Scan the data below for lines holding the word "AggregateId", and copy each line found.

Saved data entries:

+-------+

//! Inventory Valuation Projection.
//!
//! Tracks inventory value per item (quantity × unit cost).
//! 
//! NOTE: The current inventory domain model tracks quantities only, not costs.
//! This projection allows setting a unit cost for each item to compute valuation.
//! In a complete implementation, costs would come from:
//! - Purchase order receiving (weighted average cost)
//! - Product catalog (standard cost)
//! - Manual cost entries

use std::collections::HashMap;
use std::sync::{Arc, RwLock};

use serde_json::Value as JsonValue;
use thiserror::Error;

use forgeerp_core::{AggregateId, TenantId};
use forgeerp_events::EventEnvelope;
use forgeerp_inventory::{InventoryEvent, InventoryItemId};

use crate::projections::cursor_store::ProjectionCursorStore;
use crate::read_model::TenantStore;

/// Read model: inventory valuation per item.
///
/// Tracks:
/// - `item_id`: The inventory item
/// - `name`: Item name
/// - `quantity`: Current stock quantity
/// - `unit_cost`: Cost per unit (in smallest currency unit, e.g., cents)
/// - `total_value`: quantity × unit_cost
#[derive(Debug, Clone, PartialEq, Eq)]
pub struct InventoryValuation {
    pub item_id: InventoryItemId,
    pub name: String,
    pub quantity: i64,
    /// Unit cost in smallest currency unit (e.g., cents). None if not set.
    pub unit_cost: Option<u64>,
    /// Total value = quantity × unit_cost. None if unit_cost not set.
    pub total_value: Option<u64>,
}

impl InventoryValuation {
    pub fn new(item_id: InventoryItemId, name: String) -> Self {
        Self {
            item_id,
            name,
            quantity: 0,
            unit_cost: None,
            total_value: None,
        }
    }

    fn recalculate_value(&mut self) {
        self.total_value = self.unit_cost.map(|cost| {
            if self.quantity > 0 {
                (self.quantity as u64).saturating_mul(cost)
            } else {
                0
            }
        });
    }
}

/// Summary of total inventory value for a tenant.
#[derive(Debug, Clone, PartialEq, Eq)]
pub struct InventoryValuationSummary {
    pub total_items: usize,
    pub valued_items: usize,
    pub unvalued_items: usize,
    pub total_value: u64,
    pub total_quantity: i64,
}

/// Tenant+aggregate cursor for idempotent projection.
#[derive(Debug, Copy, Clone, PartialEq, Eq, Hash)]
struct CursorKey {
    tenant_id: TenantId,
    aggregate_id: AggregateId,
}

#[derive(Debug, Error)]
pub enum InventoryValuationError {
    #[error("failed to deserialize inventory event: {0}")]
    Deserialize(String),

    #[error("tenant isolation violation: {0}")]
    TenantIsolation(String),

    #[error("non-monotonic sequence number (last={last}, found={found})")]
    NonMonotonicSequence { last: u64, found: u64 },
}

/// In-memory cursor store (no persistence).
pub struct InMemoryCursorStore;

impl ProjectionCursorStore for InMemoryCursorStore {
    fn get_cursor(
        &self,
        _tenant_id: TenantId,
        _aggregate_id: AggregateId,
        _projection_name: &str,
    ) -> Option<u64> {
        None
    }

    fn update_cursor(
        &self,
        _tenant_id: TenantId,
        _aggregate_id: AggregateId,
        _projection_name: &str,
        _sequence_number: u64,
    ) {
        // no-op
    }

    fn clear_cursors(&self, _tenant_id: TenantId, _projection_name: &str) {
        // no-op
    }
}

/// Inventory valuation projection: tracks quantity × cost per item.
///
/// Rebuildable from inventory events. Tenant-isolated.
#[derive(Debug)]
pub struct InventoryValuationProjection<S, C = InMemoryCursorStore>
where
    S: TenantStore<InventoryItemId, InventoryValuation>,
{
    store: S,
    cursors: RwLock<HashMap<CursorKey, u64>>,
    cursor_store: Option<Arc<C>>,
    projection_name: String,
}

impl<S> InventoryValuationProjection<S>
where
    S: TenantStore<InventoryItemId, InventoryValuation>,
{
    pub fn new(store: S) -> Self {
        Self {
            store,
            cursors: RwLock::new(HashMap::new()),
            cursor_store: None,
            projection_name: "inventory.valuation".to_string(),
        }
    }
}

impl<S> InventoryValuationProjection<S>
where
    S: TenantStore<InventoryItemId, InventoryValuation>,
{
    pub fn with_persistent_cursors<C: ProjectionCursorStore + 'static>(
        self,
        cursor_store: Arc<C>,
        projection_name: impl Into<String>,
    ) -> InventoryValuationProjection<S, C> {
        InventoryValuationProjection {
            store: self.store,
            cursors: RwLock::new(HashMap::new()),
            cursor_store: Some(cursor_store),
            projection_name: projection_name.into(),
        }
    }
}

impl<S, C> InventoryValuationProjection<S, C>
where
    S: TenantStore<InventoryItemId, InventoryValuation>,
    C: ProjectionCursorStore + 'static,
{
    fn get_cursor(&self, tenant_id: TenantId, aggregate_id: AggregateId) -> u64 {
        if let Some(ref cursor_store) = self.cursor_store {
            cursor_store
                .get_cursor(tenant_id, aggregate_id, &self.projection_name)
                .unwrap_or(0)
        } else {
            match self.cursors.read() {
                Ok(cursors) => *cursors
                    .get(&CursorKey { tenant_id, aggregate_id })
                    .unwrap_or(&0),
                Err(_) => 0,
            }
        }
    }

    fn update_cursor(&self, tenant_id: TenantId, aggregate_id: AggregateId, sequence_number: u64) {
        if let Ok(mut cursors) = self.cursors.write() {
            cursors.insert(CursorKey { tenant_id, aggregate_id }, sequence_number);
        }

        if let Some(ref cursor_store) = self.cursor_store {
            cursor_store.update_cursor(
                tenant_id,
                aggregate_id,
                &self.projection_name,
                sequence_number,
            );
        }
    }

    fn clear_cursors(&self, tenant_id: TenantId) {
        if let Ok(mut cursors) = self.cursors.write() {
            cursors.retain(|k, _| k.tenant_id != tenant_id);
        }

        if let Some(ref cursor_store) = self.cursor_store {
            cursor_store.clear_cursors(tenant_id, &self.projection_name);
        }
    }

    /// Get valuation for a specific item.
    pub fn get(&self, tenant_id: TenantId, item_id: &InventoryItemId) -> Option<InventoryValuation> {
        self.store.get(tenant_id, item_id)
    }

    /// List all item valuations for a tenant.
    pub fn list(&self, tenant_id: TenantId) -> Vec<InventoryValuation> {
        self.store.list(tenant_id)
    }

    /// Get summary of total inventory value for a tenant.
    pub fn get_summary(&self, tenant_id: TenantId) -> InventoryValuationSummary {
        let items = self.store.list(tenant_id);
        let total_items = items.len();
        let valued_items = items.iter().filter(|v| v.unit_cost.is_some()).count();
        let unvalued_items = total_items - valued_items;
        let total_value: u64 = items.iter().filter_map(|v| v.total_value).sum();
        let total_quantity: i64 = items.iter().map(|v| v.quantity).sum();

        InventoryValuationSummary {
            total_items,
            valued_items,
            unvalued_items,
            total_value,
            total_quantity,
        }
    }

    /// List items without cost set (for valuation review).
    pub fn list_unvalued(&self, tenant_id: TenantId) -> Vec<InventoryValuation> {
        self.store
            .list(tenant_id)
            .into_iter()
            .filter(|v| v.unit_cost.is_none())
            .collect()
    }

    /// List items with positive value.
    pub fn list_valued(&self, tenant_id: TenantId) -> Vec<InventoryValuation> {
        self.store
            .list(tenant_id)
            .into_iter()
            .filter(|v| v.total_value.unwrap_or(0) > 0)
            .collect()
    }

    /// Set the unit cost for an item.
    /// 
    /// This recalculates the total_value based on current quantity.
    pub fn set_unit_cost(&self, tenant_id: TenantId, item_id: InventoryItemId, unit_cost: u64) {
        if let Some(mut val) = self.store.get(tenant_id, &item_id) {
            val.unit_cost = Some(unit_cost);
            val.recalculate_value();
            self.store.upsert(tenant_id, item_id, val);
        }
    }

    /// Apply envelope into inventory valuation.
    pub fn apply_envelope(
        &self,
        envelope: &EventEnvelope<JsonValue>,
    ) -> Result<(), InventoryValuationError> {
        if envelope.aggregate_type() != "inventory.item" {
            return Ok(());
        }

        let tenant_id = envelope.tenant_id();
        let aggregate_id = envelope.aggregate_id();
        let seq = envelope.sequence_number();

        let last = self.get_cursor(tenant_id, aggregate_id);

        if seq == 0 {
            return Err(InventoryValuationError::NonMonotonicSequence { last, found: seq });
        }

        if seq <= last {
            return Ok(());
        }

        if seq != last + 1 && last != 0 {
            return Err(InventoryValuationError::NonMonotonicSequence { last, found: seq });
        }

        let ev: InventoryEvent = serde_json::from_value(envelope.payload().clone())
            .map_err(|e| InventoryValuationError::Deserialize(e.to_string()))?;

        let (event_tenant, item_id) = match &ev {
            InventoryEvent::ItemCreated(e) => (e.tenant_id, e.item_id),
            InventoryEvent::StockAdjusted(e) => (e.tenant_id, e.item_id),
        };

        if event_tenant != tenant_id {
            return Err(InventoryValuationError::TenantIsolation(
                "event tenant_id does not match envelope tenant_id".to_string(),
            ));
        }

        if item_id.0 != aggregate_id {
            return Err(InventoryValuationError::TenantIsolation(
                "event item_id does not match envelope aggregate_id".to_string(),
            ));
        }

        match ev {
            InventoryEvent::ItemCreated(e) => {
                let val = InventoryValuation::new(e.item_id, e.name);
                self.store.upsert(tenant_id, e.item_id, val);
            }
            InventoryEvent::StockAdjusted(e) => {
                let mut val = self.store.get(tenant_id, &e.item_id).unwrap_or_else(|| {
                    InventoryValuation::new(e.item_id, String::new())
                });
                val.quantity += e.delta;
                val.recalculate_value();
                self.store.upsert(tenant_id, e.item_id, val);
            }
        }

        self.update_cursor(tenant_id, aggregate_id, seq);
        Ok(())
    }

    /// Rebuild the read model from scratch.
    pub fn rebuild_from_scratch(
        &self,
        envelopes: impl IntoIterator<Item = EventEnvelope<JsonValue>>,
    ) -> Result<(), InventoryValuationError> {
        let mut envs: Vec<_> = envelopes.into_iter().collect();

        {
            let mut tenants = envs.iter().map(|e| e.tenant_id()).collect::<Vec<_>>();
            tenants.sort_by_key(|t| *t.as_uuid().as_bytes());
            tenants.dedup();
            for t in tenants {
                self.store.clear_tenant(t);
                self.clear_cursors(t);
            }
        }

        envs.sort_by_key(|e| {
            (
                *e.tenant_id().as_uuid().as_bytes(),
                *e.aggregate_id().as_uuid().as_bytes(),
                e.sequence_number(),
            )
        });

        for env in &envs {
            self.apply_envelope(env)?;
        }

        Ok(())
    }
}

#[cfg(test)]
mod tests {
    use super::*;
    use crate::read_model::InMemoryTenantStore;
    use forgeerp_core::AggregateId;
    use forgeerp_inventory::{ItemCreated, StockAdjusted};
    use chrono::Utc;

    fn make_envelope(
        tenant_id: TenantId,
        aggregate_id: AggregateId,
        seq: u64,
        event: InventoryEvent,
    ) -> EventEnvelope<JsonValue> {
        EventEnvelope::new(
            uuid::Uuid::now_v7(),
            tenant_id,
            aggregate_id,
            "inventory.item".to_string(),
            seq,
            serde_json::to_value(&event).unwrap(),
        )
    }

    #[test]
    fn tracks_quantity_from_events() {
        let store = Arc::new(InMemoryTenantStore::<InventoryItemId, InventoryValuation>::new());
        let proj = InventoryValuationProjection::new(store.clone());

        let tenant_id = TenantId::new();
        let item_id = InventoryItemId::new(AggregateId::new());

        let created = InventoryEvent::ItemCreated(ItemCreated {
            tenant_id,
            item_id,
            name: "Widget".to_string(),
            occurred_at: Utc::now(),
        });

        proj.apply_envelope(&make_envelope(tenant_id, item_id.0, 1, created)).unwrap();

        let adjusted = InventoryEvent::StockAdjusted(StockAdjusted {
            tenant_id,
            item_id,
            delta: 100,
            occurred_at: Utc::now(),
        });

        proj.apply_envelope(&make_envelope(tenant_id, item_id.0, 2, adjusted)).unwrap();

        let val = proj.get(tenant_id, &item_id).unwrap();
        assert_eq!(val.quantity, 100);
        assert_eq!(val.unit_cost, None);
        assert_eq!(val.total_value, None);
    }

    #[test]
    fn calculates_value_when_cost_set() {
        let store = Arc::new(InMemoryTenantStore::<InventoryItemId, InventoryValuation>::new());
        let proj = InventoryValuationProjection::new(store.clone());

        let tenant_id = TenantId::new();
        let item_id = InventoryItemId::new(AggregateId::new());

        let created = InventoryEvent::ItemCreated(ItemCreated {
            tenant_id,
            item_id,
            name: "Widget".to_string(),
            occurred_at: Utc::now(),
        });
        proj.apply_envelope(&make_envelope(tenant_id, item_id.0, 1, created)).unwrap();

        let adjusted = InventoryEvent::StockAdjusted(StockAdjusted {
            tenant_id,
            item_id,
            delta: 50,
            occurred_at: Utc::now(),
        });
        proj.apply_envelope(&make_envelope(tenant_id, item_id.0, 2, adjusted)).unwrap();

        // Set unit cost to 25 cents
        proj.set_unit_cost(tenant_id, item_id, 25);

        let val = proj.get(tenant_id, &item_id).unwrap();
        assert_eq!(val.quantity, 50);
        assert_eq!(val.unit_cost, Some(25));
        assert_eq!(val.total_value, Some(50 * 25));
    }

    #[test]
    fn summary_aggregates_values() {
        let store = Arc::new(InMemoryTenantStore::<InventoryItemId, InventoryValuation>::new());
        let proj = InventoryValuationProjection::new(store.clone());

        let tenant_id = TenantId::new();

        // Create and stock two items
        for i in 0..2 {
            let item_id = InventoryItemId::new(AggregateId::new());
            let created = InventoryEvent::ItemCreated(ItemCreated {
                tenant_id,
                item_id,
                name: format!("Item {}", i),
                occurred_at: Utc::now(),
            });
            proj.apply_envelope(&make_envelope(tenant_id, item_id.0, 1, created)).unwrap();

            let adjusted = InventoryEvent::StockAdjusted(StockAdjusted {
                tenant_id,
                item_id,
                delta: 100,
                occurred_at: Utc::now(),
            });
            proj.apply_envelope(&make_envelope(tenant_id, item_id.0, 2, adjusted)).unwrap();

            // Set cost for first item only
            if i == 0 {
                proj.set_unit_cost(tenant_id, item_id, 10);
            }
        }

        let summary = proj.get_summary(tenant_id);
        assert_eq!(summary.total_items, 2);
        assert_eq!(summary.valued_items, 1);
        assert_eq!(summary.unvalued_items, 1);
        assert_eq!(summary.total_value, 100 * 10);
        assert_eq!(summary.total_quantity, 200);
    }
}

+-------+

Exercise output:
use forgeerp_core::{AggregateId, TenantId};
    aggregate_id: AggregateId,
        _aggregate_id: AggregateId,
        _aggregate_id: AggregateId,
    fn get_cursor(&self, tenant_id: TenantId, aggregate_id: AggregateId) -> u64 {
    fn update_cursor(&self, tenant_id: TenantId, aggregate_id: AggregateId, sequence_number: u64) {
    use forgeerp_core::AggregateId;
        aggregate_id: AggregateId,
        let item_id = InventoryItemId::new(AggregateId::new());
        let item_id = InventoryItemId::new(AggregateId::new());
            let item_id = InventoryItemId::new(AggregateId::new());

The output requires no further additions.